Stored items

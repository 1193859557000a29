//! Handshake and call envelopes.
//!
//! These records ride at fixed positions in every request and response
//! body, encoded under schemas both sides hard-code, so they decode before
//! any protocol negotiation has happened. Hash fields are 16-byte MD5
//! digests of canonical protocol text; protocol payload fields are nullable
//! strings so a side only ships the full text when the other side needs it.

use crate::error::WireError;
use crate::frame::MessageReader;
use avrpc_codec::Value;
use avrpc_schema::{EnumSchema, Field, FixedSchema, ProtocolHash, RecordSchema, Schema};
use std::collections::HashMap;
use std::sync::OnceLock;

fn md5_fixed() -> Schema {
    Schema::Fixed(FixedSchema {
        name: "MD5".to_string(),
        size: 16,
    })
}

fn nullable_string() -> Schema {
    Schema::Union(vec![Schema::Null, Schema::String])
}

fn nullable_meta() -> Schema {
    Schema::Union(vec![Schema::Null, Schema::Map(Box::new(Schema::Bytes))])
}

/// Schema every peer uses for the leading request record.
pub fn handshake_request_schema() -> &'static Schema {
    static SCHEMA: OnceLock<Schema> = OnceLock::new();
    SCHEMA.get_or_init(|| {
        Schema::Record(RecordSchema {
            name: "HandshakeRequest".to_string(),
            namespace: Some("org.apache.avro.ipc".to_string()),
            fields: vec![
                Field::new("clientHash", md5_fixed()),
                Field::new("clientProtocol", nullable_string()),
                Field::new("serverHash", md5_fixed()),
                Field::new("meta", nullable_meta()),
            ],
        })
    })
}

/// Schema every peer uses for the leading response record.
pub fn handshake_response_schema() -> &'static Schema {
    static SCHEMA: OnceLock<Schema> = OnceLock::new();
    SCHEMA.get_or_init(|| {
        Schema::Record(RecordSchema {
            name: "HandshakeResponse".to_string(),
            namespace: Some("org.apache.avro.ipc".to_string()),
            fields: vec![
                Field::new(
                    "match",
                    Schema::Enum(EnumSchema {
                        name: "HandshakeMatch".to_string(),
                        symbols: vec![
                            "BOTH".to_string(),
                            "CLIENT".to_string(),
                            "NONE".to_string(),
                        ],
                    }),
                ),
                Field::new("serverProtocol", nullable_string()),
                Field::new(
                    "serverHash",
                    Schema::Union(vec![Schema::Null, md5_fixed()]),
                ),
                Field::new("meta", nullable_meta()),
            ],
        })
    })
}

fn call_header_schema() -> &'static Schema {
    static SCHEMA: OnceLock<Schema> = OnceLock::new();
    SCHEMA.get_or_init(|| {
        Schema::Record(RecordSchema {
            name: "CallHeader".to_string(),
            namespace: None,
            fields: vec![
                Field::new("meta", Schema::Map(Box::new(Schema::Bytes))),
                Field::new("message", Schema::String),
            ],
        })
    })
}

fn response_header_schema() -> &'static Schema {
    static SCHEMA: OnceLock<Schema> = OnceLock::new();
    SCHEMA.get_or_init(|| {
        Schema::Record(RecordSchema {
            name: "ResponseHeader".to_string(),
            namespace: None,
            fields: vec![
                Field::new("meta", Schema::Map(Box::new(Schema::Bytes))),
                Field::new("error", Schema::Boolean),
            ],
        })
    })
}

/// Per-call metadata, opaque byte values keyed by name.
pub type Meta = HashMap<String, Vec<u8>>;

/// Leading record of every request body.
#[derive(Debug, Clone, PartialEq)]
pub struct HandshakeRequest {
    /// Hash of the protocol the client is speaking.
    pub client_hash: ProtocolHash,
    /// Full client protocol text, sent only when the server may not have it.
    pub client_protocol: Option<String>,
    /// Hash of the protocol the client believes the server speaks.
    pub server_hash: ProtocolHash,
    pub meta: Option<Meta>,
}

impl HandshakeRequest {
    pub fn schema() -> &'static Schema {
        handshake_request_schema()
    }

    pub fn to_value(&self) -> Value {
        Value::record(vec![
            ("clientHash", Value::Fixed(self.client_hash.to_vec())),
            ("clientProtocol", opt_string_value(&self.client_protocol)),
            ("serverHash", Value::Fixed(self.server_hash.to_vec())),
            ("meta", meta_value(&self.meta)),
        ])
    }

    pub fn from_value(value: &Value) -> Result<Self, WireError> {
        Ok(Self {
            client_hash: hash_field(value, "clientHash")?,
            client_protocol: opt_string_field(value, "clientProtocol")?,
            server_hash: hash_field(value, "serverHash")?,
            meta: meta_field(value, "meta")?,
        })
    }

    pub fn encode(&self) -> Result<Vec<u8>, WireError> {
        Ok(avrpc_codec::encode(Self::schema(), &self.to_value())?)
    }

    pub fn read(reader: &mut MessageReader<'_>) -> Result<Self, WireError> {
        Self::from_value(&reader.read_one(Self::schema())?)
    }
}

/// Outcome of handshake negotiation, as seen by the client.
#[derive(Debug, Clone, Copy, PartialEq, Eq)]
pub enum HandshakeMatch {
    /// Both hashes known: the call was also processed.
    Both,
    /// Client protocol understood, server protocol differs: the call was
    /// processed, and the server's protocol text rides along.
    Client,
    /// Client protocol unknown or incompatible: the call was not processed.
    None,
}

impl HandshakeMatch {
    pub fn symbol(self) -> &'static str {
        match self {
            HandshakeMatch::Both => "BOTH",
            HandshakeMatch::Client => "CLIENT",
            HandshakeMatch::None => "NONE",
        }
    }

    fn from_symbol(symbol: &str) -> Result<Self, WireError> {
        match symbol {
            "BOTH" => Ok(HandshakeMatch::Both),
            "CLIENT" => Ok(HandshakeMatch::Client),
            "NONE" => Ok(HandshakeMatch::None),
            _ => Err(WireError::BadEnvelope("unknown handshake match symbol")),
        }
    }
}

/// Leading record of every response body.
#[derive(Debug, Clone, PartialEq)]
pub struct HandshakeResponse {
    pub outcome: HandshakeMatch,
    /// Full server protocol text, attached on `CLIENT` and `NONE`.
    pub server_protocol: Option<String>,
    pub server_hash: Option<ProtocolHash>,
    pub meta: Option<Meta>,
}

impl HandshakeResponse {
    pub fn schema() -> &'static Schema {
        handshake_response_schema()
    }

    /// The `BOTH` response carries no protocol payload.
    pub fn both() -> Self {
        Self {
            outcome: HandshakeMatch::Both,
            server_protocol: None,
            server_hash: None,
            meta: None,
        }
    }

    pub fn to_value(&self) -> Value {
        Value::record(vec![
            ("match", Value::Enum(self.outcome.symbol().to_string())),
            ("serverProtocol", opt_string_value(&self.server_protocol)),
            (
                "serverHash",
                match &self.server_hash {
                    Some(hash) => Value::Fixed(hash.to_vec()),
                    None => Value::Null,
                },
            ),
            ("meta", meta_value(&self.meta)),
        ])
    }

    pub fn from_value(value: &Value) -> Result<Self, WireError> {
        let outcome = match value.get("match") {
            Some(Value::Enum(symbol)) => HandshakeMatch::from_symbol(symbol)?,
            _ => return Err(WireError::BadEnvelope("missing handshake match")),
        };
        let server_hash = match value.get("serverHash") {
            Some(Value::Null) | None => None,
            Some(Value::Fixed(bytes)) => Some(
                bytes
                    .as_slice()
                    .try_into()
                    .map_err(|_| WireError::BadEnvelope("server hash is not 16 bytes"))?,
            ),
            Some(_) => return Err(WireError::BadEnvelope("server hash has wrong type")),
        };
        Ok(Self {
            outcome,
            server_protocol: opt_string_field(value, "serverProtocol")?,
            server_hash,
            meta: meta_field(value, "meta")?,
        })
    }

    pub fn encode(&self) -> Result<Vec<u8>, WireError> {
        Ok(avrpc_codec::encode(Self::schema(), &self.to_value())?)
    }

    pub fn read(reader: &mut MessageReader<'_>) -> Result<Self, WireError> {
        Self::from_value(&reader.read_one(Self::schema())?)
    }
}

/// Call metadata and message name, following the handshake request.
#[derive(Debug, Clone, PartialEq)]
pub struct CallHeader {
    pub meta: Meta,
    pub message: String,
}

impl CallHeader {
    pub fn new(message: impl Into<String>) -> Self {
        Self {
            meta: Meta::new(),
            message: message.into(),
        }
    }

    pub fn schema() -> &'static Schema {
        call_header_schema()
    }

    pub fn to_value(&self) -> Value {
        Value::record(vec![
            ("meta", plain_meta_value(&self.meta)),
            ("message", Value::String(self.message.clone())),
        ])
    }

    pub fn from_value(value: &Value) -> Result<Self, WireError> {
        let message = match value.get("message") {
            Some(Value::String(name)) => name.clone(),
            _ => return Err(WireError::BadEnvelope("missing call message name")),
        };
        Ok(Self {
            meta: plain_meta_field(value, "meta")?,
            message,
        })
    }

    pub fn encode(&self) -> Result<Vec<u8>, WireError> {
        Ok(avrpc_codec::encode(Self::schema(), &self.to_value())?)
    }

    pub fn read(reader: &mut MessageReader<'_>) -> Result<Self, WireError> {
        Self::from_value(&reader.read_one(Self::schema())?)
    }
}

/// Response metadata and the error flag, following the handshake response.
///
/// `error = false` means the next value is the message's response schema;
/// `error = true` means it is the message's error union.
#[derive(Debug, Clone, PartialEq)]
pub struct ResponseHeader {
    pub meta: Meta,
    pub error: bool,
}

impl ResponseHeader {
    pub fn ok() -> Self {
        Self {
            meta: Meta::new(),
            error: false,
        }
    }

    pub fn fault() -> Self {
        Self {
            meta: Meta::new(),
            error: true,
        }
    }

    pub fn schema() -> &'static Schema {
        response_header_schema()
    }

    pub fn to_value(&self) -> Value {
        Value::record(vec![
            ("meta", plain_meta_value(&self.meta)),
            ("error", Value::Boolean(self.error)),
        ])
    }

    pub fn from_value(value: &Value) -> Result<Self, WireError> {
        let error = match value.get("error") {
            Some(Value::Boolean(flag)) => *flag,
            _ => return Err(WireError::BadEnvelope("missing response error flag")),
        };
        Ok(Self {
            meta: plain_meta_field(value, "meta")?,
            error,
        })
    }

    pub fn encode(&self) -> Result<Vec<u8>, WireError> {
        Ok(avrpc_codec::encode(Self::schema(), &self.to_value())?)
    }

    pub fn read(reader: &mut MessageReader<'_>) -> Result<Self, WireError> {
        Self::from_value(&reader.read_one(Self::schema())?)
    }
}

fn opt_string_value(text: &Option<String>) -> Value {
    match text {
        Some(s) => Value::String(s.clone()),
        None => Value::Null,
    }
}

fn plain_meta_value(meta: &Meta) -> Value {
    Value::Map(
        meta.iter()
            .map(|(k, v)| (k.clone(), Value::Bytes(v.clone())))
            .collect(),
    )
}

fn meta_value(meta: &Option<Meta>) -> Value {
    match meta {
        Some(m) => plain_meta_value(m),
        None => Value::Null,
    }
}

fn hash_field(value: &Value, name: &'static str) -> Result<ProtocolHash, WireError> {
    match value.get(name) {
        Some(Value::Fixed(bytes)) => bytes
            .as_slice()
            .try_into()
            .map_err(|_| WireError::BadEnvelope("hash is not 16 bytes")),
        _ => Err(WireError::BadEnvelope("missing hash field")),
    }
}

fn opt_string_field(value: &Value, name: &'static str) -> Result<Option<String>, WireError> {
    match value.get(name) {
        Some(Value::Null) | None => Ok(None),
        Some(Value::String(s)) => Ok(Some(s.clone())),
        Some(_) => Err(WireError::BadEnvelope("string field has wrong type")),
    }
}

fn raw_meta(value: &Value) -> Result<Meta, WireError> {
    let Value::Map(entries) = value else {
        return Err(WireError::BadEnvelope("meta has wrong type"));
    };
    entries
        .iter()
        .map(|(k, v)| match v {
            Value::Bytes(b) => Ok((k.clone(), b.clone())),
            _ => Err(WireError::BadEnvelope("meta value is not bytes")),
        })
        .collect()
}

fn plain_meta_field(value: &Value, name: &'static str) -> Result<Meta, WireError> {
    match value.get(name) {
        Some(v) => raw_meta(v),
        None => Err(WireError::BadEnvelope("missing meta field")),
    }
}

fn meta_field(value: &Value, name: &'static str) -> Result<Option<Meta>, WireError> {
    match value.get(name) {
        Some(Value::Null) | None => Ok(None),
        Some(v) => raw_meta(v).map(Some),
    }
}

==

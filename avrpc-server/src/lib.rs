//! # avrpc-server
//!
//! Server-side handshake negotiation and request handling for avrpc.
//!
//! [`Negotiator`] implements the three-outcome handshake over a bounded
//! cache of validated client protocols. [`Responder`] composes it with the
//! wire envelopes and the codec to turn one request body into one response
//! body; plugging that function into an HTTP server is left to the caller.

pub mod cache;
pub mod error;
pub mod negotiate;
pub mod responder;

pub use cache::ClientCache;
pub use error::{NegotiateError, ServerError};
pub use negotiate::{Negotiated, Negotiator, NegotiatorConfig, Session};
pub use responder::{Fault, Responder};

...

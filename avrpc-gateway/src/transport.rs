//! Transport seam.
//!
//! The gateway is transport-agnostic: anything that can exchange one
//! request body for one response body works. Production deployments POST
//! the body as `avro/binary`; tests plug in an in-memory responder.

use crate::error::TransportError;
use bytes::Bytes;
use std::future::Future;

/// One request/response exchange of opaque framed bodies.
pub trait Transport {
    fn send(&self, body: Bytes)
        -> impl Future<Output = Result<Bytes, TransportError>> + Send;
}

TASK DETAILS
Once you have read the records above, say how many of their lines contain the word "true", giving only that figure.

ANSWER SECTION
2